Cultural awareness in international companies
Have you ever sat in a meeting cringing inwardly over the awkward silences? Or wanting to shrink into your office chair as your colleagues yell at one another in their own language? Or perhaps despaired during a video conference when people who ought to have important ideas simply don’t speak up?
Perhaps, though, those silences aren’t awkward to your Japanese colleagues. Your Italian counterparts may have been simply enjoying a bit of debate. You Chinese team members may not seem to have any original ideas because they can’t get a word in and they think it’s rude to interrupt.
A golden rule of working in a multicultural environment is never to assume that something you say has been understood, or interpreted in the way you want it to be. To get the results you want, as well as maximum productivity and happy teams, you need to have cultural awareness and be endlessly adaptable.

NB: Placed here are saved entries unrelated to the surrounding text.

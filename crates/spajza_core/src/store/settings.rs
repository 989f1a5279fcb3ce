//! Persisted app settings.
//!
//! Currently only the mirror endpoint URL.

use crate::store::kv::{KeyValueStore, StoreError};
use log::{info, warn};
use reqwest::Url;
use std::error::Error;
use std::fmt::{Display, Formatter};

/// Key holding the mirror endpoint URL.
pub const MIRROR_URL_KEY: &str = "shopping-list-cloud-url";

#[derive(Debug)]
pub enum SettingsError {
    /// Not an absolute `http`/`https` URL.
    InvalidUrl(String),
    Store(StoreError),
}

impl Display for SettingsError {
    fn fmt(&self, f: &mut Formatter<'_>) -> std::fmt::Result {
        match self {
            Self::InvalidUrl(value) => write!(f, "invalid mirror url: `{value}`"),
            Self::Store(err) => write!(f, "{err}"),
        }
    }
}

impl Error for SettingsError {
    fn source(&self) -> Option<&(dyn Error + 'static)> {
        match self {
            Self::Store(err) => Some(err),
            Self::InvalidUrl(_) => None,
        }
    }
}

impl From<StoreError> for SettingsError {
    fn from(value: StoreError) -> Self {
        Self::Store(value)
    }
}

/// Settings persisted next to the collection.
pub struct SettingsStore<S> {
    kv: S,
}

impl<S: KeyValueStore> SettingsStore<S> {
    pub fn new(kv: S) -> Self {
        Self { kv }
    }

    /// Returns the configured mirror URL; read failures count as unset.
    pub fn mirror_url(&self) -> Option<String> {
        match self.kv.get(MIRROR_URL_KEY) {
            Ok(value) => value.filter(|url| !url.trim().is_empty()),
            Err(err) => {
                warn!("event=settings_read module=store status=error key={MIRROR_URL_KEY} error={err}");
                None
            }
        }
    }

    /// Stores the mirror URL. Blank input clears it.
    ///
    /// Returns the stored value, `None` when cleared.
    pub fn set_mirror_url(&self, value: &str) -> Result<Option<String>, SettingsError> {
        let trimmed = value.trim();
        if trimmed.is_empty() {
            self.clear_mirror_url()?;
            return Ok(None);
        }

        let parsed =
            Url::parse(trimmed).map_err(|_| SettingsError::InvalidUrl(trimmed.to_string()))?;
        if !matches!(parsed.scheme(), "http" | "https") {
            return Err(SettingsError::InvalidUrl(trimmed.to_string()));
        }

        self.kv.put(MIRROR_URL_KEY, trimmed.to_string())?;
        info!("event=settings_write module=store status=ok key={MIRROR_URL_KEY}");
        Ok(Some(trimmed.to_string()))
    }

    pub fn clear_mirror_url(&self) -> Result<(), SettingsError> {
        self.kv.remove(MIRROR_URL_KEY)?;
        info!("event=settings_clear module=store status=ok key={MIRROR_URL_KEY}");
        Ok(())
    }
}

#[cfg(test)]
mod tests {
    use super::{SettingsError, SettingsStore};
    use crate::store::memory::MemoryKeyValueStore;

    #[test]
    fn set_and_read_mirror_url() {
        let settings = SettingsStore::new(MemoryKeyValueStore::new());
        assert_eq!(settings.mirror_url(), None);

        let stored = settings
            .set_mirror_url("  https://script.example.com/exec ")
            .unwrap();
        assert_eq!(stored.as_deref(), Some("https://script.example.com/exec"));
        assert_eq!(
            settings.mirror_url().as_deref(),
            Some("https://script.example.com/exec")
        );
    }

    #[test]
    fn blank_value_clears() {
        let settings = SettingsStore::new(MemoryKeyValueStore::new());
        settings.set_mirror_url("http://localhost:8080/").unwrap();
        assert_eq!(settings.set_mirror_url("   ").unwrap(), None);
        assert_eq!(settings.mirror_url(), None);
    }

    #[test]
    fn rejects_non_http_urls() {
        let settings = SettingsStore::new(MemoryKeyValueStore::new());
        for value in ["not a url", "ftp://example.com/data", "file:///tmp/x"] {
            let err = settings.set_mirror_url(value).unwrap_err();
            assert!(matches!(err, SettingsError::InvalidUrl(_)), "{value}");
        }
        assert_eq!(settings.mirror_url(), None);
    }
}
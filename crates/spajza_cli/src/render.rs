//! Plain-text rendering for terminal output.

use chrono::{DateTime, Utc};
use spajza_core::{CategoryGroup, Product, Suggestion};
use std::fmt::Write;

/// One block per category: header, then `[ ]`/`[x]` rows with ids.
pub fn grouped(groups: &[CategoryGroup<'_>]) -> String {
    if groups.is_empty() {
        return "nothing to show\n".to_string();
    }
    let mut out = String::new();
    for group in groups {
        let _ = writeln!(out, "{} ({})", group.category, group.products.len());
        for product in &group.products {
            let _ = writeln!(out, "  {}", row(product));
        }
    }
    out
}

fn row(product: &Product) -> String {
    let mark = if product.is_stocked() { "x" } else { " " };
    match &product.quantity {
        Some(quantity) => format!("[{mark}] {} ({quantity})  #{}", product.name, product.id),
        None => format!("[{mark}] {}  #{}", product.name, product.id),
    }
}

/// Answer text followed by its cited sources.
pub fn suggestion(suggestion: &Suggestion) -> String {
    let mut out = String::new();
    if suggestion.text.trim().is_empty() {
        out.push_str("no suggestion returned\n");
    } else {
        let _ = writeln!(out, "{}", suggestion.text.trim_end());
    }
    if !suggestion.sources.is_empty() {
        out.push_str("\nSources:\n");
        for source in &suggestion.sources {
            let title = source.title.as_deref().unwrap_or("untitled");
            match &source.uri {
                Some(uri) => {
                    let _ = writeln!(out, "- {title}: {uri}");
                }
                None => {
                    let _ = writeln!(out, "- {title}");
                }
            }
        }
    }
    out
}

pub fn last_sync(at: Option<DateTime<Utc>>) -> String {
    match at {
        Some(at) => format!("synced at {}", at.format("%Y-%m-%d %H:%M:%S UTC")),
        None => "not synced yet".to_string(),
    }
}

#[cfg(test)]
mod tests {
    use super::{grouped, last_sync, suggestion};
    use spajza_core::{ListService, MemoryKeyValueStore, Source, Suggestion, ViewTab};

    #[test]
    fn grouped_marks_stocked_rows_and_shows_ids() {
        let service = ListService::open(MemoryKeyValueStore::new());
        let text = grouped(&service.grouped_view(ViewTab::Inventory, ""));

        assert!(text.contains("Mliečne výrobky (2)"));
        assert!(text.contains("[ ] Mlieko (2ks)  #1"));
        assert!(text.contains("[x] Vajíčka (10ks)  #3"));
    }

    #[test]
    fn grouped_reports_empty_views() {
        let service = ListService::open(MemoryKeyValueStore::new());
        assert_eq!(
            grouped(&service.grouped_view(ViewTab::Shopping, "nothing-matches")),
            "nothing to show\n"
        );
    }

    #[test]
    fn suggestion_lists_sources_with_fallback_title() {
        let text = suggestion(&Suggestion {
            text: "Omeleta".to_string(),
            sources: vec![Source {
                title: None,
                uri: Some("https://example.com/omeleta".to_string()),
            }],
        });
        assert!(text.starts_with("Omeleta\n"));
        assert!(text.contains("- untitled: https://example.com/omeleta"));
    }

    #[test]
    fn last_sync_without_time() {
        assert_eq!(last_sync(None), "not synced yet");
    }
}
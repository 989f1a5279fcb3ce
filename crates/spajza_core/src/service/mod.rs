//! Shopping-list use-case services.
//!
//! # Responsibility
//! - Own the in-memory collection and funnel every mutation through one
//!   commit path (persist, then schedule a mirror push).
//! - Derive filtered and grouped read views.
//! - Parse and produce the manual backup text.

pub mod list_service;
pub mod transfer;
pub mod view;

Here are 6 ways a lack of cultural awareness impacts workplace productivity every day:
1. Choose your language carefully
Many companies have fallen foul of advertising slogans that have got lost in translation or were simply offensive due to a lack of cultural awareness. A brand of ice cream in India called ‘Hitler’. A Coca Cola advert showing a map of Russia but missing out the enclave of Kaliningrad, offending Russians. The ad was later corrected to include Kaliningrad and Crimea was added, too, thus offending Ukrainians. Or an ad for Cadillac in 2014 that openly suggested all French people were lazy, and therefore undeserving of a Cadillac. Even the world’s biggest companies and most powerful ad agencies make cultural blunders because they lack cultural awareness training. The lesson? Double and triple check every cultural nuance of your ad, the language, the brand name and the imagery.
2. Manage multicultural team conflict
People from expressive cultures like Brazil, or Italy, will be comfortable with loud, animated discussion. Team members from Scandinavia, or some Asian cultures may be unnerved by this, under the impression that their colleagues are arguing. Similarly, the Brazilians and Italians may not understand that the silence and stillness of the Finns is a way of conveying disapproval, or that the Japanese are simply averse to confrontation for fear of losing face. Use techniques to create healthy and productive debate. Encourage individuals to discuss the pros and cons of an idea. Find a way of challenging ideas without humiliating an individual. Put questions to the group, rather than one person. Invite comments in writing if you really feel team members are afraid of causing conflict.
3. Make sure you’re being understood in cross cultural communication
Imagine what it’s like to think on your feet while conversing in a language that is not your mother tongue. Make it easy for your colleagues who are in this position. If you know you have a strong accent, speak clearly and slowly. Give people time; remember, a Chinese person may be translating your English in their head to Mandarin, then their response back into English. Don’t just assume you have been understood. If you have asked someone to do something, get them to repeat back to you what you’ve said – without being patronizing, of course.
4. Managing multicultural and virtual meetings
When many different cultures are present at a meeting, whoever is leading the discussion needs a high level of cultural awareness. Americans may be used to pushing themselves forward to be heard, while Japanese participants will wait their turn and even then, only speak up in context with their place in the hierarchy. There are ways round this. Go round the table saying you would like input from everybody in turn. Ask open ended questions and address them to individuals. Do not interrupt. For those who talk too much and too long, discreetly get them to talk less. Say something like: “Can you please sum that point up in a couple of sentences?”
5. Giving and receiving feedback across cultures
Different cultures perceive giving and receiving feedback in different ways. The direct-talking Dutch may give negative feedback without a second thought. Americans may shoot down an idea with no concern for the consequences. Asian team members may be reluctant to give any feedback that could cause a superior to lose face. So think carefully about setting people up to give feedback. With co-workers from high context cultures, deliver feedback in private if it’s negative. With multicultural teams, try not to be too direct; start off by saying something positive. Invite constructive criticism of your own ideas and actions.
6. Cultural perceptions of time
There are many instances of communication breaking down between teams on different continents, from different cultures; a Western, ‘time-is-money’ team thinking their Asian co-workers are lazy, for example, as they miss deadlines, or are not in the office after hours, or don’t reply to every email quickly. When working with multicultural teams, make sure everybody has bought into your perception of a deadline. Is one team under pressure from above to meet deadlines fast and if so, has this been communicated? Is the other side reluctant to ask questions for fear of losing face, having failed to understand the brief fully? Does one team address problems in a circular, rather than linear fashion? Always think about how your colleagues from different cultures interpret what you say.
WRITTEN BY SUE BRYANT
Sue Bryant is an award-winning writer and editor specialising in global business culture and travel.